**Task details:** Transcribe all of the records exactly, leaving every line as it is.

**Records shown:**
== Segment start ==
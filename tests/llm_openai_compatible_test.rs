// ABOUTME: Integration tests for the OpenAI-compatible LLM provider against a mock server
// ABOUTME: Verifies request shape, bearer auth, response parsing, and error code mapping
//
// SPDX-License-Identifier: MIT OR Apache-2.0
// Copyright (c) 2025 Pierre Fitness Intelligence

#![allow(clippy::unwrap_used, clippy::expect_used, clippy::panic)]
#![allow(missing_docs)]

use serde_json::json;
use weatherdash_server::errors::ErrorCode;
use weatherdash_server::llm::{
    ChatMessage, ChatRequest, LlmCapabilities, LlmProvider, OpenAiCompatibleConfig,
    OpenAiCompatibleProvider,
};
use wiremock::matchers::{body_partial_json, header, method, path};
use wiremock::{Mock, MockServer, ResponseTemplate};

fn provider_for(server: &MockServer) -> OpenAiCompatibleProvider {
    OpenAiCompatibleProvider::new(
        OpenAiCompatibleConfig::deepseek("sk-test").with_base_url(format!("{}/v1", server.uri())),
    )
    .unwrap()
}

fn request() -> ChatRequest {
    ChatRequest::new(vec![
        ChatMessage::system("You are terse."),
        ChatMessage::user("Is it raining in Paris?"),
    ])
    .with_temperature(0.25)
    .with_max_tokens(64)
}

#[test]
fn test_deepseek_defaults() {
    let config = OpenAiCompatibleConfig::deepseek("sk-test");
    assert_eq!(config.base_url, "https://api.deepseek.com/v1");
    assert_eq!(config.default_model, "deepseek-chat");
    assert_eq!(config.provider_name, "deepseek");
    assert!(config.capabilities.contains(LlmCapabilities::SYSTEM_MESSAGES));

    let provider = OpenAiCompatibleProvider::new(config.with_model("deepseek-reasoner")).unwrap();
    assert_eq!(provider.default_model(), "deepseek-reasoner");
    assert_eq!(provider.display_name(), "DeepSeek");
}

#[tokio::test]
async fn test_complete_sends_openai_request() {
    let server = MockServer::start().await;
    Mock::given(method("POST"))
        .and(path("/v1/chat/completions"))
        .and(header("authorization", "Bearer sk-test"))
        .and(body_partial_json(json!({
            "model": "deepseek-chat",
            "temperature": 0.25,
            "max_tokens": 64,
            "stream": false
        })))
        .respond_with(ResponseTemplate::new(200).set_body_json(json!({
            "model": "deepseek-chat",
            "choices": [{
                "message": { "role": "assistant", "content": "Light rain right now." },
                "finish_reason": "stop"
            }],
            "usage": { "prompt_tokens": 20, "completion_tokens": 5, "total_tokens": 25 }
        })))
        .expect(1)
        .mount(&server)
        .await;

    let response = provider_for(&server).complete(&request()).await.unwrap();

    assert_eq!(response.content, "Light rain right now.");
    assert_eq!(response.finish_reason.as_deref(), Some("stop"));
    assert_eq!(response.usage.unwrap().total_tokens, 25);

    let received = &server.received_requests().await.unwrap()[0];
    let body: serde_json::Value = serde_json::from_slice(&received.body).unwrap();
    assert_eq!(body["messages"][0]["role"], "system");
    assert_eq!(body["messages"][1]["content"], "Is it raining in Paris?");
}

#[tokio::test]
async fn test_request_model_overrides_default() {
    let server = MockServer::start().await;
    Mock::given(method("POST"))
        .and(path("/v1/chat/completions"))
        .and(body_partial_json(json!({ "model": "deepseek-reasoner" })))
        .respond_with(ResponseTemplate::new(200).set_body_json(json!({
            "model": "deepseek-reasoner",
            "choices": [{ "message": { "content": null }, "finish_reason": "length" }]
        })))
        .expect(1)
        .mount(&server)
        .await;

    let response = provider_for(&server)
        .complete(&request().with_model("deepseek-reasoner"))
        .await
        .unwrap();
    assert!(response.content.is_empty());
    assert!(response.usage.is_none());
}

#[tokio::test]
async fn test_error_statuses_map_to_codes() {
    let cases = [
        (401, ErrorCode::ExternalAuthFailed),
        (429, ErrorCode::ExternalRateLimited),
        (400, ErrorCode::ExternalServiceError),
        (503, ErrorCode::ExternalServiceUnavailable),
    ];

    for (status, expected) in cases {
        let server = MockServer::start().await;
        Mock::given(method("POST"))
            .and(path("/v1/chat/completions"))
            .respond_with(ResponseTemplate::new(status).set_body_json(json!({
                "error": { "message": "nope", "type": "invalid_request_error" }
            })))
            .mount(&server)
            .await;

        let err = provider_for(&server).complete(&request()).await.unwrap_err();
        assert_eq!(err.code, expected, "status {status}");
    }
}

#[tokio::test]
async fn test_unstructured_gateway_error() {
    let server = MockServer::start().await;
    Mock::given(method("POST"))
        .and(path("/v1/chat/completions"))
        .respond_with(ResponseTemplate::new(502).set_body_string("bad gateway"))
        .mount(&server)
        .await;

    let err = provider_for(&server).complete(&request()).await.unwrap_err();
    assert_eq!(err.code, ErrorCode::ExternalServiceUnavailable);
}

#[tokio::test]
async fn test_empty_choices_is_an_error() {
    let server = MockServer::start().await;
    Mock::given(method("POST"))
        .and(path("/v1/chat/completions"))
        .respond_with(
            ResponseTemplate::new(200).set_body_json(json!({ "model": "deepseek-chat", "choices": [] })),
        )
        .mount(&server)
        .await;

    let err = provider_for(&server).complete(&request()).await.unwrap_err();
    assert_eq!(err.code, ErrorCode::ExternalServiceError);
}

#[tokio::test]
async fn test_health_check_uses_models_endpoint() {
    let server = MockServer::start().await;
    Mock::given(method("GET"))
        .and(path("/v1/models"))
        .respond_with(ResponseTemplate::new(200).set_body_json(json!({ "data": [] })))
        .mount(&server)
        .await;

    assert!(provider_for(&server).health_check().await.unwrap());
}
== Segment end ==
**Result:**
filename tests/llm_openai_compatible_test.rs
// ABOUTME: Integration tests for the OpenAI-compatible LLM provider against a mock server
// ABOUTME: Verifies request shape, bearer auth, response parsing, and error code mapping
//
// SPDX-License-Identifier: MIT OR Apache-2.0
// Copyright (c) 2025 Pierre Fitness Intelligence

#![allow(clippy::unwrap_used, clippy::expect_used, clippy::panic)]
#![allow(missing_docs)]

use serde_json::json;
use weatherdash_server::errors::ErrorCode;
use weatherdash_server::llm::{
    ChatMessage, ChatRequest, LlmCapabilities, LlmProvider, OpenAiCompatibleConfig,
    OpenAiCompatibleProvider,
};
use wiremock::matchers::{body_partial_json, header, method, path};
use wiremock::{Mock, MockServer, ResponseTemplate};

fn provider_for(server: &MockServer) -> OpenAiCompatibleProvider {
    OpenAiCompatibleProvider::new(
        OpenAiCompatibleConfig::deepseek("sk-test").with_base_url(format!("{}/v1", server.uri())),
    )
    .unwrap()
}

fn request() -> ChatRequest {
    ChatRequest::new(vec![
        ChatMessage::system("You are terse."),
        ChatMessage::user("Is it raining in Paris?"),
    ])
    .with_temperature(0.25)
    .with_max_tokens(64)
}

#[test]
fn test_deepseek_defaults() {
    let config = OpenAiCompatibleConfig::deepseek("sk-test");
    assert_eq!(config.base_url, "https://api.deepseek.com/v1");
    assert_eq!(config.default_model, "deepseek-chat");
    assert_eq!(config.provider_name, "deepseek");
    assert!(config.capabilities.contains(LlmCapabilities::SYSTEM_MESSAGES));

    let provider = OpenAiCompatibleProvider::new(config.with_model("deepseek-reasoner")).unwrap();
    assert_eq!(provider.default_model(), "deepseek-reasoner");
    assert_eq!(provider.display_name(), "DeepSeek");
}

#[tokio::test]
async fn test_complete_sends_openai_request() {
    let server = MockServer::start().await;
    Mock::given(method("POST"))
        .and(path("/v1/chat/completions"))
        .and(header("authorization", "Bearer sk-test"))
        .and(body_partial_json(json!({
            "model": "deepseek-chat",
            "temperature": 0.25,
            "max_tokens": 64,
            "stream": false
        })))
        .respond_with(ResponseTemplate::new(200).set_body_json(json!({
            "model": "deepseek-chat",
            "choices": [{
                "message": { "role": "assistant", "content": "Light rain right now." },
                "finish_reason": "stop"
            }],
            "usage": { "prompt_tokens": 20, "completion_tokens": 5, "total_tokens": 25 }
        })))
        .expect(1)
        .mount(&server)
        .await;

    let response = provider_for(&server).complete(&request()).await.unwrap();

    assert_eq!(response.content, "Light rain right now.");
    assert_eq!(response.finish_reason.as_deref(), Some("stop"));
    assert_eq!(response.usage.unwrap().total_tokens, 25);

    let received = &server.received_requests().await.unwrap()[0];
    let body: serde_json::Value = serde_json::from_slice(&received.body).unwrap();
    assert_eq!(body["messages"][0]["role"], "system");
    assert_eq!(body["messages"][1]["content"], "Is it raining in Paris?");
}

#[tokio::test]
async fn test_request_model_overrides_default() {
    let server = MockServer::start().await;
    Mock::given(method("POST"))
        .and(path("/v1/chat/completions"))
        .and(body_partial_json(json!({ "model": "deepseek-reasoner" })))
        .respond_with(ResponseTemplate::new(200).set_body_json(json!({
            "model": "deepseek-reasoner",
            "choices": [{ "message": { "content": null }, "finish_reason": "length" }]
        })))
        .expect(1)
        .mount(&server)
        .await;

    let response = provider_for(&server)
        .complete(&request().with_model("deepseek-reasoner"))
        .await
        .unwrap();
    assert!(response.content.is_empty());
    assert!(response.usage.is_none());
}

#[tokio::test]
async fn test_error_statuses_map_to_codes() {
    let cases = [
        (401, ErrorCode::ExternalAuthFailed),
        (429, ErrorCode::ExternalRateLimited),
        (400, ErrorCode::ExternalServiceError),
        (503, ErrorCode::ExternalServiceUnavailable),
    ];

    for (status, expected) in cases {
        let server = MockServer::start().await;
        Mock::given(method("POST"))
            .and(path("/v1/chat/completions"))
            .respond_with(ResponseTemplate::new(status).set_body_json(json!({
                "error": { "message": "nope", "type": "invalid_request_error" }
            })))
            .mount(&server)
            .await;

        let err = provider_for(&server).complete(&request()).await.unwrap_err();
        assert_eq!(err.code, expected, "status {status}");
    }
}

#[tokio::test]
async fn test_unstructured_gateway_error() {
    let server = MockServer::start().await;
    Mock::given(method("POST"))
        .and(path("/v1/chat/completions"))
        .respond_with(ResponseTemplate::new(502).set_body_string("bad gateway"))
        .mount(&server)
        .await;

    let err = provider_for(&server).complete(&request()).await.unwrap_err();
    assert_eq!(err.code, ErrorCode::ExternalServiceUnavailable);
}

#[tokio::test]
async fn test_empty_choices_is_an_error() {
    let server = MockServer::start().await;
    Mock::given(method("POST"))
        .and(path("/v1/chat/completions"))
        .respond_with(
            ResponseTemplate::new(200).set_body_json(json!({ "model": "deepseek-chat", "choices": [] })),
        )
        .mount(&server)
        .await;

    let err = provider_for(&server).complete(&request()).await.unwrap_err();
    assert_eq!(err.code, ErrorCode::ExternalServiceError);
}

#[tokio::test]
async fn test_health_check_uses_models_endpoint() {
    let server = MockServer::start().await;
    Mock::given(method("GET"))
        .and(path("/v1/models"))
        .respond_with(ResponseTemplate::new(200).set_body_json(json!({ "data": [] })))
        .mount(&server)
        .await;

    assert!(provider_for(&server).health_check().await.unwrap());
}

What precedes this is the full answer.